• Your task: Please repeat only the stretch of records running from the first line through the line that contains "use secrecy::SecretString;".

-------- Extracted data --------

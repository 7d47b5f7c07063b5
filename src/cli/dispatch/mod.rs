use crate::auth::ClaimTypes;
use crate::cli::actions::{hash_password, server, Action};
use crate::cli::commands;
use anyhow::{anyhow, Context, Result};
use secrecy::SecretString;
use std::{path::PathBuf, time::Duration};

/// # Errors
/// Returns an error if required arguments are missing or inconsistent.
pub fn handler(matches: &clap::ArgMatches) -> Result<Action> {
    match matches.subcommand() {
        Some((commands::server::NAME, sub)) => server_args(sub).map(Action::Server),
        Some((commands::hash_password::NAME, sub)) => {
            let password = sub
                .get_one::<String>("password")
                .cloned()
                .context("missing required argument: --password")?;
            Ok(Action::HashPassword(hash_password::Args {
                password: SecretString::from(password),
            }))
        }
        Some((other, _)) => Err(anyhow!("unknown subcommand: {other}")),
        None => Err(anyhow!("missing subcommand")),
    }
}

fn server_args(matches: &clap::ArgMatches) -> Result<server::Args> {
    let port = matches.get_one::<u16>("port").copied().unwrap_or(8080);

    let store = match (
        matches.get_one::<String>("dsn"),
        matches.get_one::<String>("users-file"),
    ) {
        (Some(dsn), None) => server::StoreSource::Postgres { dsn: dsn.clone() },
        (None, Some(path)) => server::StoreSource::UsersFile {
            path: PathBuf::from(path),
        },
        _ => return Err(anyhow!("exactly one of --dsn or --users-file is required")),
    };

    let required = |name: &str| -> Result<String> {
        matches
            .get_one::<String>(name)
            .cloned()
            .with_context(|| format!("missing required argument: --{name}"))
    };

    let call_timeout = matches
        .get_one::<u64>("call-timeout")
        .copied()
        .filter(|secs| *secs > 0)
        .map(Duration::from_secs);

    Ok(server::Args {
        port,
        store,
        signing_key: PathBuf::from(required("signing-key")?),
        key_id: required("key-id")?,
        issuer: required("issuer")?,
        audience: required("audience")?,
        token_ttl_seconds: matches.get_one::<i64>("token-ttl").copied().unwrap_or(3600),
        call_timeout,
        claim_types: ClaimTypes {
            id: required("claim-type-id")?,
            username: required("claim-type-username")?,
            email: required("claim-type-email")?,
            stamp: required("claim-type-stamp")?,
            role: required("claim-type-role")?,
        },
    })
}
//! Process logging and the optional OTLP trace exporter.
//!
//! Logs always go to stderr through `tracing-subscriber`. Spans are also
//! exported over OTLP/gRPC when `OTEL_EXPORTER_OTLP_ENDPOINT` is set. An
//! `https://` endpoint (or one given without a scheme) is dialed with TLS
//! against the platform trust roots.

use anyhow::{anyhow, bail, Result};
use base64ct::{Base64, Encoding};
use once_cell::sync::OnceCell;
use opentelemetry::propagation::TextMapCompositePropagator;
use opentelemetry::{global, trace::TracerProvider as _, KeyValue};
use opentelemetry_otlp::{Compression, WithExportConfig, WithTonicConfig};
use opentelemetry_sdk::{
    propagation::{BaggagePropagator, TraceContextPropagator},
    trace::{SdkTracerProvider, Tracer},
    Resource,
};
use std::{env, time::Duration};
use tonic::{
    metadata::{Ascii, Binary, MetadataKey, MetadataMap, MetadataValue},
    transport::ClientTlsConfig,
};
use tracing::{debug, Level};
use tracing_subscriber::{fmt, layer::SubscriberExt, EnvFilter, Registry};
use ulid::Ulid;

const ENV_ENDPOINT: &str = "OTEL_EXPORTER_OTLP_ENDPOINT";
const ENV_HEADERS: &str = "OTEL_EXPORTER_OTLP_HEADERS";
const ENV_PROTOCOL: &str = "OTEL_EXPORTER_OTLP_PROTOCOL";
const ENV_INSTANCE_ID: &str = "OTEL_SERVICE_INSTANCE_ID";
const EXPORT_TIMEOUT: Duration = Duration::from_secs(3);

static TRACER_PROVIDER: OnceCell<SdkTracerProvider> = OnceCell::new();

/// Where and how spans are shipped, read from the standard OTLP variables.
#[derive(Debug)]
struct ExporterSettings {
    endpoint: String,
    metadata: MetadataMap,
    instance_id: String,
}

impl ExporterSettings {
    /// `None` when no collector endpoint is configured.
    fn from_env() -> Result<Option<Self>> {
        let Ok(raw) = env::var(ENV_ENDPOINT) else {
            return Ok(None);
        };

        if let Ok(protocol) = env::var(ENV_PROTOCOL) {
            if protocol != "grpc" {
                debug!("{ENV_PROTOCOL}='{protocol}' ignored, spans are exported over gRPC");
            }
        }

        let metadata = match env::var(ENV_HEADERS) {
            Ok(headers) => collector_metadata(&headers)?,
            Err(_) => MetadataMap::new(),
        };

        Ok(Some(Self {
            endpoint: with_scheme(&raw)?,
            metadata,
            instance_id: env::var(ENV_INSTANCE_ID).unwrap_or_else(|_| Ulid::new().to_string()),
        }))
    }

    /// Host name to verify the collector certificate against.
    fn tls_domain(&self) -> Option<&str> {
        let authority = self.endpoint.strip_prefix("https://")?;
        authority
            .split('/')
            .next()
            .map(|host_port| host_port.rsplit_once(':').map_or(host_port, |(host, _)| host))
            .filter(|host| !host.is_empty())
    }
}

/// Endpoints without a scheme are treated as TLS collectors.
fn with_scheme(endpoint: &str) -> Result<String> {
    let endpoint = endpoint.trim().trim_end_matches('/');
    if endpoint.is_empty() {
        bail!("{ENV_ENDPOINT} is set but empty");
    }
    if endpoint.starts_with("http://") || endpoint.starts_with("https://") {
        Ok(endpoint.to_string())
    } else if endpoint.contains("://") {
        Err(anyhow!("unsupported scheme in {ENV_ENDPOINT}: {endpoint}"))
    } else {
        Ok(format!("https://{endpoint}"))
    }
}

/// Parse `key=value,key=value` into gRPC metadata. Pairs without `=` are
/// skipped. Keys ending in `-bin` carry base64 values.
fn collector_metadata(headers: &str) -> Result<MetadataMap> {
    let mut metadata = MetadataMap::new();

    for (key, value) in headers.split(',').filter_map(|pair| pair.split_once('=')) {
        let key = key.trim().to_ascii_lowercase();
        let value = value.trim();

        if key.ends_with("-bin") {
            let bytes = Base64::decode_vec(value)
                .map_err(|e| anyhow!("collector header {key} is not valid base64: {e}"))?;
            let name = MetadataKey::<Binary>::from_bytes(key.as_bytes())
                .map_err(|e| anyhow!("invalid collector header name {key}: {e}"))?;
            metadata.insert_bin(name, MetadataValue::from_bytes(&bytes));
        } else {
            let name = MetadataKey::<Ascii>::from_bytes(key.as_bytes())
                .map_err(|e| anyhow!("invalid collector header name {key}: {e}"))?;
            let value = value
                .parse::<MetadataValue<Ascii>>()
                .map_err(|e| anyhow!("invalid value for collector header {key}: {e}"))?;
            metadata.insert(name, value);
        }
    }

    Ok(metadata)
}

fn build_tracer(settings: ExporterSettings) -> Result<Tracer> {
    let mut exporter = opentelemetry_otlp::SpanExporter::builder()
        .with_tonic()
        .with_endpoint(&settings.endpoint)
        .with_compression(Compression::Gzip)
        .with_timeout(EXPORT_TIMEOUT);

    if let Some(domain) = settings.tls_domain() {
        exporter = exporter.with_tls_config(
            ClientTlsConfig::new()
                .domain_name(domain.to_string())
                .with_native_roots(),
        );
    }

    if !settings.metadata.is_empty() {
        exporter = exporter.with_metadata(settings.metadata);
    }

    let provider = SdkTracerProvider::builder()
        .with_batch_exporter(exporter.build()?)
        .with_resource(
            Resource::builder_empty()
                .with_attributes([
                    KeyValue::new("service.name", env!("CARGO_PKG_NAME")),
                    KeyValue::new("service.version", env!("CARGO_PKG_VERSION")),
                    KeyValue::new("service.instance.id", settings.instance_id),
                ])
                .build(),
        )
        .build();

    global::set_tracer_provider(provider.clone());
    global::set_text_map_propagator(TextMapCompositePropagator::new(vec![
        Box::new(TraceContextPropagator::new()),
        Box::new(BaggagePropagator::new()),
    ]));

    let tracer = provider.tracer(env!("CARGO_PKG_NAME"));
    let _ = TRACER_PROVIDER.set(provider);
    Ok(tracer)
}

/// `RUST_LOG` wins over the verbosity flag; noisy dependencies stay quiet.
fn log_filter(level: Level) -> Result<EnvFilter> {
    Ok(EnvFilter::builder()
        .with_default_directive(level.into())
        .from_env_lossy()
        .add_directive("hyper=error".parse()?)
        .add_directive("tokio=error".parse()?)
        .add_directive("sqlx=warn".parse()?)
        .add_directive("opentelemetry_sdk=warn".parse()?))
}

/// Install the global subscriber. Errors-only unless a verbosity is given.
///
/// # Errors
///
/// Returns an error if the collector settings are invalid, the exporter
/// cannot be built, or a global subscriber is already installed.
pub fn init(verbosity_level: Option<Level>) -> Result<()> {
    let filter = log_filter(verbosity_level.unwrap_or(Level::ERROR))?;
    let fmt_layer = fmt::layer()
        .with_target(false)
        .with_file(false)
        .with_line_number(false)
        .pretty();

    let otel_layer = ExporterSettings::from_env()?
        .map(build_tracer)
        .transpose()?
        .map(|tracer| tracing_opentelemetry::layer().with_tracer(tracer));

    let subscriber = Registry::default()
        .with(fmt_layer)
        .with(otel_layer)
        .with(filter);
    tracing::subscriber::set_global_default(subscriber)?;

    Ok(())
}

/// Flush pending spans before the process exits.
pub fn shutdown_tracer() {
    if let Some(provider) = TRACER_PROVIDER.get() {
        debug!("flushing trace exporter");
        if let Err(e) = provider.shutdown() {
            debug!("trace exporter shutdown: {e}");
        }
    }
}

#[cfg(test)]
mod tests {
    use super::*;

    fn settings(endpoint: &str) -> Result<ExporterSettings> {
        Ok(ExporterSettings {
            endpoint: with_scheme(endpoint)?,
            metadata: MetadataMap::new(),
            instance_id: "test".to_string(),
        })
    }

    #[test]
    fn bare_endpoints_default_to_tls() -> Result<()> {
        assert_eq!(with_scheme("collector.tessera.dev:4317/")?, "https://collector.tessera.dev:4317");
        assert_eq!(with_scheme("http://localhost:4317")?, "http://localhost:4317");
        assert!(with_scheme("ftp://collector:21").is_err());
        assert!(with_scheme("  ").is_err());
        Ok(())
    }

    #[test]
    fn tls_domain_only_for_https() -> Result<()> {
        assert_eq!(settings("collector:4317")?.tls_domain(), Some("collector"));
        assert_eq!(
            settings("https://otel.tessera.dev/v1/traces")?.tls_domain(),
            Some("otel.tessera.dev")
        );
        assert_eq!(settings("http://localhost:4317")?.tls_domain(), None);
        Ok(())
    }

    #[test]
    fn collector_headers_become_metadata() -> Result<()> {
        let metadata =
            collector_metadata(" Authorization = Bearer abc ,malformed, trace-bin=YmluYXJ5")?;
        assert_eq!(metadata.len(), 2);
        assert_eq!(
            metadata.get("authorization").and_then(|v| v.to_str().ok()),
            Some("Bearer abc")
        );
        assert!(collector_metadata("")?.is_empty());
        Ok(())
    }

    #[test]
    fn binary_header_must_be_base64() {
        let err = collector_metadata("trace-bin=not base64!!").err().map(|e| e.to_string());
        assert!(err.is_some_and(|e| e.contains("not valid base64")));
    }

    #[test]
    fn exporter_is_off_without_endpoint() -> Result<()> {
        temp_env::with_var_unset(ENV_ENDPOINT, || -> Result<()> {
            assert!(ExporterSettings::from_env()?.is_none());
            Ok(())
        })
    }

    #[test]
    fn exporter_settings_from_env() -> Result<()> {
        temp_env::with_vars(
            [
                (ENV_ENDPOINT, Some("otel.tessera.dev:4317")),
                (ENV_HEADERS, Some("x-team=auth")),
                (ENV_INSTANCE_ID, Some("node-7")),
            ],
            || -> Result<()> {
                let settings = ExporterSettings::from_env()?
                    .ok_or_else(|| anyhow!("exporter should be configured"))?;
                assert_eq!(settings.endpoint, "https://otel.tessera.dev:4317");
                assert_eq!(settings.instance_id, "node-7");
                assert_eq!(settings.metadata.len(), 1);
                assert_eq!(settings.tls_domain(), Some("otel.tessera.dev"));
                Ok(())
            },
        )
    }

    #[test]
    fn shutdown_without_exporter_is_a_noop() {
        shutdown_tracer();
    }
}
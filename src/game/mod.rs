//! Core match-level engine: entities, randomized simulation, and group
//! standings.
//!
//! Everything here operates on plain data passed in by the caller; the
//! tournament orchestration that ties these pieces together lives in
//! [`crate::tournament`].

pub mod entities;
pub mod simulation;
pub mod standings;

pub use entities::{
    Athlete, AthleteId, BYE_TEAM_ID, FinalSlot, Group, Match, MatchId, MatchPhase, SetScore, Side,
    Team, TeamId, TeamStats,
};
pub use simulation::{simulate_match, simulate_set};
pub use standings::{apply_result, rank_group};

--------

• Expected answer:
repository 7d47b5f7c07063b5
filename src/cli/dispatch/mod.rs
use crate::auth::ClaimTypes;
use crate::cli::actions::{hash_password, server, Action};
use crate::cli::commands;
use anyhow::{anyhow, Context, Result};
use secrecy::SecretString;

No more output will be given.